//! ABOUTME: Instance registry and scope behaviors for Hopper
//! ABOUTME: Maintains the routing tree and decides how each scope handles incoming tasks
//!
//! The registry stores the instance tree and enforces its invariants
//! (acyclicity, scope monotonicity from the root downward, lifecycle
//! transitions). Scope behaviors give each node its personality: global
//! instances only route, projects handle or delegate on complexity,
//! orchestrations queue and execute.

pub mod behavior;
pub mod registry;

pub use behavior::{behavior_for_scope, QueueStats, ScopeBehavior, TaskAction};
pub use registry::{InstanceFilter, InstanceRegistry, InstanceSpec, InstanceTree};
//! Delegation flows across the hierarchy: route, reassign, escalate, cancel

use std::sync::Arc;

use serde_json::json;
use tokio_util::sync::CancellationToken;

use hopper_core::{
    DelegationStatus, DelegationType, HopperError, InstanceScope, TaskStatus,
};
use hopper_delegation::DelegationEngine;
use hopper_instances::{InstanceRegistry, InstanceSpec};
use hopper_storage::{InMemoryTaskStore, TaskSpec, TaskStore};

struct Tree {
    registry: Arc<InstanceRegistry>,
    tasks: Arc<InMemoryTaskStore>,
    engine: DelegationEngine,
    global: String,
    alpha: String,
    beta: String,
    workers: String,
}

async fn tree() -> Tree {
    let registry = InstanceRegistry::shared();
    let tasks = Arc::new(InMemoryTaskStore::new());

    let global = registry
        .create(InstanceSpec::new("root", InstanceScope::Global))
        .await
        .unwrap();
    let alpha = registry
        .create(InstanceSpec::new("alpha", InstanceScope::Project).with_parent(&global.id))
        .await
        .unwrap();
    let beta = registry
        .create(InstanceSpec::new("beta", InstanceScope::Project).with_parent(&global.id))
        .await
        .unwrap();
    let workers = registry
        .create(InstanceSpec::new("workers", InstanceScope::Orchestration).with_parent(&alpha.id))
        .await
        .unwrap();

    let engine = DelegationEngine::new(Arc::clone(&registry), tasks.clone() as Arc<dyn TaskStore>);

    Tree {
        registry,
        tasks,
        engine,
        global: global.id,
        alpha: alpha.id,
        beta: beta.id,
        workers: workers.id,
    }
}

async fn place(tree: &Tree, title: &str, at: &str) -> String {
    let task = tree.tasks.create(TaskSpec::titled(title)).await.unwrap();
    tree.tasks
        .assign_instance(&task.id, None, Some(at.to_string()))
        .await
        .unwrap();
    task.id
}

#[tokio::test]
async fn full_route_down_and_bubble_up() {
    let t = tree().await;
    let task = place(&t, "ship feature", &t.global).await;

    // global → alpha
    let hop1 = t
        .engine
        .delegate(&task, &t.alpha, DelegationType::Route, None, Some("router".into()))
        .await
        .unwrap();
    t.engine.accept(&hop1.id, Some("taking it")).await.unwrap();
    t.engine.complete(&hop1.id, None).await.unwrap();

    // alpha → workers
    let hop2 = t
        .engine
        .delegate(&task, &t.workers, DelegationType::Route, None, None)
        .await
        .unwrap();
    t.engine.accept(&hop2.id, None).await.unwrap();

    // work it to done, then bubble
    t.tasks
        .transition_status(&task, TaskStatus::Claimed)
        .await
        .unwrap();
    t.tasks
        .transition_status(&task, TaskStatus::InProgress)
        .await
        .unwrap();
    let bubbled = t
        .engine
        .complete_task(&task, Some(json!({"commit": "abc123"})))
        .await
        .unwrap();

    assert_eq!(bubbled.len(), 1);
    assert_eq!(bubbled[0].id, hop2.id);
    assert_eq!(
        bubbled[0].result.as_ref().unwrap()["commit"],
        json!("abc123")
    );

    let chain = t.engine.chain(&task);
    assert_eq!(chain.len(), 2);
    assert!(chain.iter().all(|d| d.status == DelegationStatus::Completed));

    // hop order is origin → current
    assert_eq!(chain[0].source_instance_id.as_deref(), Some(t.global.as_str()));
    assert_eq!(chain[1].target_instance_id, t.workers);
}

#[tokio::test]
async fn reassign_between_siblings() {
    let t = tree().await;
    let task = place(&t, "wrong team", &t.alpha).await;

    let hop = t
        .engine
        .delegate(&task, &t.beta, DelegationType::Reassign, Some("belongs to beta".into()), None)
        .await
        .unwrap();
    assert_eq!(hop.delegation_type, DelegationType::Reassign);

    let owned = t.tasks.get(&task).await.unwrap().unwrap();
    assert_eq!(owned.instance_id.as_deref(), Some(t.beta.as_str()));
}

#[tokio::test]
async fn cancel_rolls_back_like_reject() {
    let t = tree().await;
    let task = place(&t, "changed our minds", &t.global).await;

    let hop = t
        .engine
        .delegate(&task, &t.alpha, DelegationType::Route, None, None)
        .await
        .unwrap();
    t.engine.accept(&hop.id, None).await.unwrap();

    // cancel works from accepted, unlike reject
    let cancelled = t.engine.cancel(&hop.id).await.unwrap();
    assert_eq!(cancelled.status, DelegationStatus::Cancelled);

    let owned = t.tasks.get(&task).await.unwrap().unwrap();
    assert_eq!(owned.instance_id.as_deref(), Some(t.global.as_str()));
    assert!(t.engine.active(&task).is_none());
}

#[tokio::test]
async fn rejected_task_can_be_redelegated() {
    let t = tree().await;
    let task = place(&t, "bounced", &t.global).await;

    let first = t
        .engine
        .delegate(&task, &t.alpha, DelegationType::Route, None, None)
        .await
        .unwrap();
    t.engine.reject(&first.id, "at capacity").await.unwrap();

    // the rejection freed the active slot; a new hop is legal
    let second = t
        .engine
        .delegate(&task, &t.beta, DelegationType::Route, None, None)
        .await
        .unwrap();
    assert_eq!(second.status, DelegationStatus::Pending);

    let chain = t.engine.chain(&task);
    assert_eq!(chain.len(), 2);
    assert_eq!(chain[0].status, DelegationStatus::Rejected);
    assert_eq!(chain[0].rejection_reason.as_deref(), Some("at capacity"));

    let summary = t.engine.chain_summary(&task);
    assert_eq!(summary.overall_status, "has_rejections");
}

#[tokio::test]
async fn delegate_to_paused_instance_is_refused() {
    let t = tree().await;
    let task = place(&t, "held", &t.global).await;

    t.registry.start(&t.alpha).await.unwrap();
    t.registry.pause(&t.alpha).await.unwrap();

    let err = t
        .engine
        .delegate(&task, &t.alpha, DelegationType::Route, None, None)
        .await
        .unwrap_err();
    assert!(matches!(err, HopperError::Validation { .. }));

    // task never moved
    let owned = t.tasks.get(&task).await.unwrap().unwrap();
    assert_eq!(owned.instance_id.as_deref(), Some(t.global.as_str()));
}

#[tokio::test]
async fn expected_source_guard_detects_races() {
    let t = tree().await;
    let task = place(&t, "contested", &t.global).await;

    // a competing actor moved the task before our commit
    t.tasks
        .assign_instance(&task, Some(&t.global), Some(t.beta.clone()))
        .await
        .unwrap();

    let err = t
        .engine
        .delegate_expecting(
            &task,
            Some(t.global.as_str()),
            &t.alpha,
            DelegationType::Route,
            None,
            None,
        )
        .await
        .unwrap_err();
    assert!(matches!(err, HopperError::ConflictingUpdate));

    // re-read and commit against the fresh source succeeds
    t.engine
        .delegate_expecting(
            &task,
            Some(t.beta.as_str()),
            &t.alpha,
            DelegationType::Reassign,
            None,
            None,
        )
        .await
        .unwrap();
}

#[tokio::test]
async fn bubbling_honors_cancellation() {
    let t = tree().await;
    let task = place(&t, "cancelled mid-bubble", &t.global).await;

    let hop = t
        .engine
        .delegate(&task, &t.alpha, DelegationType::Route, None, None)
        .await
        .unwrap();

    let cancel = CancellationToken::new();
    cancel.cancel();
    let bubbled = t
        .engine
        .bubble_completion(&task, None, &cancel)
        .await
        .unwrap();

    // nothing processed, the hop is still active
    assert!(bubbled.is_empty());
    assert_eq!(t.engine.active(&task).unwrap().id, hop.id);
}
::::::::
• To do
Answer with a number only. How many lines in the records include the word "from"?

• Output for this exercise
2